Task objective:
Nothing should differ. Repeat every record as written.

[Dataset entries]
-*-*-

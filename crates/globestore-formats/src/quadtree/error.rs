//! Error types for quadtree packet parsing and building

use crate::compress::CompressError;
use thiserror::Error;

/// Errors that can occur when parsing or building quadtree packets
#[derive(Error, Debug)]
pub enum QuadtreeError {
    /// Invalid data header magic
    #[error("Invalid data header magic: expected {expected}, got {actual}")]
    InvalidMagic {
        /// Expected magic id
        expected: u32,
        /// Magic id found in the buffer
        actual: u32,
    },

    /// Buffer ended before a structure was complete
    #[error("Packet truncated: {context} needs {needed} bytes, buffer has {available}")]
    Truncated {
        /// Structure being read
        context: &'static str,
        /// Bytes required
        needed: usize,
        /// Bytes available
        available: usize,
    },

    /// Header field outside its valid range
    #[error("Invalid data header: {0}")]
    InvalidHeader(String),

    /// Channel list points outside the data buffer
    #[error("Node {node} channel list at offset {offset} ({len} bytes) lies outside the data buffer")]
    ChannelOutOfBounds {
        /// Node index in traversal order
        node: usize,
        /// Offset relative to the data buffer
        offset: i64,
        /// Length of the channel list in bytes
        len: usize,
    },

    /// Node carries more channels than the count field can hold
    #[error("Node {node} has {count} channels, limit is {max}")]
    TooManyChannels {
        /// Node index
        node: usize,
        /// Number of channels on the node
        count: usize,
        /// Maximum channel count
        max: usize,
    },

    /// Serialized packet would exceed the 32-bit offsets of the format
    #[error("Packet too large: {0}")]
    PacketTooLarge(String),

    /// Invalid quadtree path
    #[error("Invalid quadtree path: {0}")]
    InvalidPath(String),

    /// Node map handed to the builder is not a tree
    #[error("Invalid node tree: {0}")]
    InvalidTree(String),

    /// Packet compression failed
    #[error("Packet compression error: {0}")]
    Compress(#[from] CompressError),

    /// `BinRW` parsing/writing error
    #[error("Binary format error: {0}")]
    BinRw(#[from] binrw::Error),
}

/// Type alias for quadtree operation results
pub type Result<T> = std::result::Result<T, QuadtreeError>;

-*-*-

Solution for this task:
filename crates/globestore-formats/src/quadtree/error.rs
//! Error types for quadtree packet parsing and building

use crate::compress::CompressError;
use thiserror::Error;

/// Errors that can occur when parsing or building quadtree packets
#[derive(Error, Debug)]
pub enum QuadtreeError {
    /// Invalid data header magic
    #[error("Invalid data header magic: expected {expected}, got {actual}")]
    InvalidMagic {
        /// Expected magic id
        expected: u32,
        /// Magic id found in the buffer
        actual: u32,
    },

    /// Buffer ended before a structure was complete
    #[error("Packet truncated: {context} needs {needed} bytes, buffer has {available}")]
    Truncated {
        /// Structure being read
        context: &'static str,
        /// Bytes required
        needed: usize,
        /// Bytes available
        available: usize,
    },

    /// Header field outside its valid range
    #[error("Invalid data header: {0}")]
    InvalidHeader(String),

    /// Channel list points outside the data buffer
    #[error("Node {node} channel list at offset {offset} ({len} bytes) lies outside the data buffer")]
    ChannelOutOfBounds {
        /// Node index in traversal order
        node: usize,
        /// Offset relative to the data buffer
        offset: i64,
        /// Length of the channel list in bytes
        len: usize,
    },

    /// Node carries more channels than the count field can hold
    #[error("Node {node} has {count} channels, limit is {max}")]
    TooManyChannels {
        /// Node index
        node: usize,
        /// Number of channels on the node
        count: usize,
        /// Maximum channel count
        max: usize,
    },

    /// Serialized packet would exceed the 32-bit offsets of the format
    #[error("Packet too large: {0}")]
    PacketTooLarge(String),

    /// Invalid quadtree path
    #[error("Invalid quadtree path: {0}")]
    InvalidPath(String),

    /// Node map handed to the builder is not a tree
    #[error("Invalid node tree: {0}")]
    InvalidTree(String),

    /// Packet compression failed
    #[error("Packet compression error: {0}")]
    Compress(#[from] CompressError),

    /// `BinRW` parsing/writing error
    #[error("Binary format error: {0}")]
    BinRw(#[from] binrw::Error),
}

/// Type alias for quadtree operation results
pub type Result<T> = std::result::Result<T, QuadtreeError>;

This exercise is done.